一般情况如果我们对加法,减法,乘法,触发进行运算,都会由于二进制的原因,出现精度缺失的问题,这个时候就需要进行整数型运算来排除问题。
0.2 + 0.1
0.30000000000000004
0.3 - 0.1
0.19999999999999998
0.4 * 0.1
0.04000000000000001
0.22 / 0.1
2.1999999999999997
这里函数均由个人所写,如有问题,请及时联系。
1.加法精度函数
let plusDiv = (num1, num2) => {
let t1, t2;
try {
t1 = num1.toString().split('.')[1].length
} catch (e) {
t1 = 0
}
try {
t2 = num2.toString().split('.')[1].length
} catch (e) {
t2 = 0
}
return (num1 * Math.pow(10, Math.max(t1,t2)) + num2 * Math.pow(10, Math.max(t1,t2))) / Math.pow(10, Math.max(t1,t2))
}
console.log(plusDiv(0.2,0.1))
// 0.3
2.减法精度函数
let subDiv = (num1, num2) => {
let t1, t2;
try {
t1 = num1.toString().split('.')[1].length
} catch (e) {
t1 = 0
}
try {
t2 = num2.toString().split('.')[1].length
} catch (e) {
t2 = 0
}
return (num1 * Math.pow(10, Math.max(t1,t2)) - num2 * Math.pow(10, Math.max(t1,t2))) / Math.pow(10, Math.max(t1,t2))
}
console.log(subDiv(0.3,0.1))
// 0.2
3.乘法精度函数
let multDiv = (num1, num2) => {
let t1, t2, r1, r2
try {
t1 = num1.toString().split('.')[1].length
} catch (e) {
t1 = 0
}
try {
t2 = num2.toString().split('.')[1].length
} catch (e) {
t2 = 0
}
r1 = Number(num1.toString().replace('.', ''))
r2 = Number(num2.toString().replace('.', ''))
// console.log(t1,t2,r1,r2,(r2 * Math.pow(10, t1 - t2)),Math.pow(10, t1 - t2))
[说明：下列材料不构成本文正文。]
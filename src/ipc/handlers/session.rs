use crate::ipc::error::{err, ok};
use crate::ipc::helpers::{now_ts, require_admin, require_db, required_str, optional_str, HandlerErr};
use crate::ipc::types::{Actor, AppState, Request, Role};
use rusqlite::{Connection, OptionalExtension};
use serde_json::json;
use uuid::Uuid;

fn profiles_exist(conn: &Connection) -> Result<bool, HandlerErr> {
    conn.query_row("SELECT COUNT(*) FROM profiles", [], |r| r.get::<_, i64>(0))
        .map(|n| n > 0)
        .map_err(|e| HandlerErr::db("db_query_failed", e, "profiles"))
}

fn profiles_create(state: &AppState, params: &serde_json::Value) -> Result<serde_json::Value, HandlerErr> {
    let conn = require_db(state)?;
    let full_name = required_str(params, "fullName")?;
    let email = optional_str(params, "email")?;
    let role_raw = required_str(params, "role")?;
    let Some(role) = Role::parse(&role_raw) else {
        return Err(HandlerErr::new(
            "bad_params",
            "role must be admin or teacher",
        ));
    };

    // Bootstrap rule: an empty workspace accepts its first profile without a
    // session, and that profile must be an admin. After that, admin only.
    if profiles_exist(conn)? {
        let _ = require_admin(state)?;
    } else if role != Role::Admin {
        return Err(HandlerErr::new(
            "forbidden",
            "the first profile of a workspace must be an admin",
        ));
    }

    let profile_id = Uuid::new_v4().to_string();
    conn.execute(
        "INSERT INTO profiles(id, email, full_name, role, created_at) VALUES(?, ?, ?, ?, ?)",
        (&profile_id, &email, &full_name, role.as_str(), now_ts()),
    )
    .map_err(|e| HandlerErr::db("db_insert_failed", e, "profiles"))?;

    Ok(json!({ "profileId": profile_id, "role": role.as_str() }))
}

fn session_open(conn: &Connection, params: &serde_json::Value) -> Result<(Actor, serde_json::Value), HandlerErr> {
    let profile_id = required_str(params, "profileId")?;
    let row: Option<(String, String)> = conn
        .query_row(
            "SELECT role, full_name FROM profiles WHERE id = ?",
            [&profile_id],
            |r| Ok((r.get(0)?, r.get(1)?)),
        )
        .optional()
        .map_err(|e| HandlerErr::db("db_query_failed", e, "profiles"))?;
    let Some((role_raw, full_name)) = row else {
        return Err(HandlerErr::new("not_found", "profile not found"));
    };
    let Some(role) = Role::parse(&role_raw) else {
        // CHECK constraint keeps this unreachable for rows we wrote.
        return Err(HandlerErr::new("db_query_failed", "profile has unknown role"));
    };
    let actor = Actor {
        profile_id: profile_id.clone(),
        role,
    };
    let result = json!({
        "profileId": profile_id,
        "role": role.as_str(),
        "fullName": full_name
    });
    Ok((actor, result))
}

fn handle_profiles_create(state: &mut AppState, req: &Request) -> serde_json::Value {
    match profiles_create(state, &req.params) {
        Ok(result) => ok(&req.id, result),
        Err(error) => error.response(&req.id),
    }
}

fn handle_session_open(state: &mut AppState, req: &Request) -> serde_json::Value {
    let Some(conn) = state.db.as_ref() else {
        return err(&req.id, "no_workspace", "select a workspace first", None);
    };
    match session_open(conn, &req.params) {
        Ok((actor, result)) => {
            state.actor = Some(actor);
            ok(&req.id, result)
        }
        Err(error) => error.response(&req.id),
    }
}

fn handle_session_current(state: &mut AppState, req: &Request) -> serde_json::Value {
    match state.actor.as_ref() {
        Some(a) => ok(
            &req.id,
            json!({ "profileId": a.profile_id, "role": a.role.as_str() }),
        ),
        None => ok(&req.id, json!({ "profileId": null, "role": null })),
    }
}

fn handle_session_close(state: &mut AppState, req: &Request) -> serde_json::Value {
    state.actor = None;
    ok(&req.id, json!({ "ok": true }))
}

pub fn try_handle(state: &mut AppState, req: &Request) -> Option<serde_json::Value> {
    match req.method.as_str() {
        "profiles.create" => Some(handle_profiles_create(state, req)),
        "session.open" => Some(handle_session_open(state, req)),
        "session.current" => Some(handle_session_current(state, req)),
        "session.close" => Some(handle_session_close(state, req)),
        _ => None,
    }
}
pub mod assignments;
pub mod backup;
pub mod catalog;
pub mod core;
pub mod gradebook;
pub mod session;
pub mod students;
pub mod teachers;
pub mod years;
return r1 * r2 * (Math.pow(10, - t1 - t2))
}
console.log(multDiv(0.4,0.1))
// 0.04
4.除法精度函数
let accDiv = (num1, num2) => {
let t1, t2, r1, r2
try {
t1 = num1.toString().split('.')[1].length
} catch (e) {
t1 = 0
}
try {
t2 = num2.toString().split('.')[1].length
} catch (e) {
t2 = 0
}
r1 = Number(num1.toString().replace('.', ''))
r2 = Number(num2.toString().replace('.', ''))
// console.log(t1,t2,r1,r2,(r2 * Math.pow(10, t1 - t2)),Math.pow(10, t1 - t2))
return r1 / (r2 * Math.pow(10, t1 - t2))
}
console.log(accDiv(0.22,0.1))
// 2.2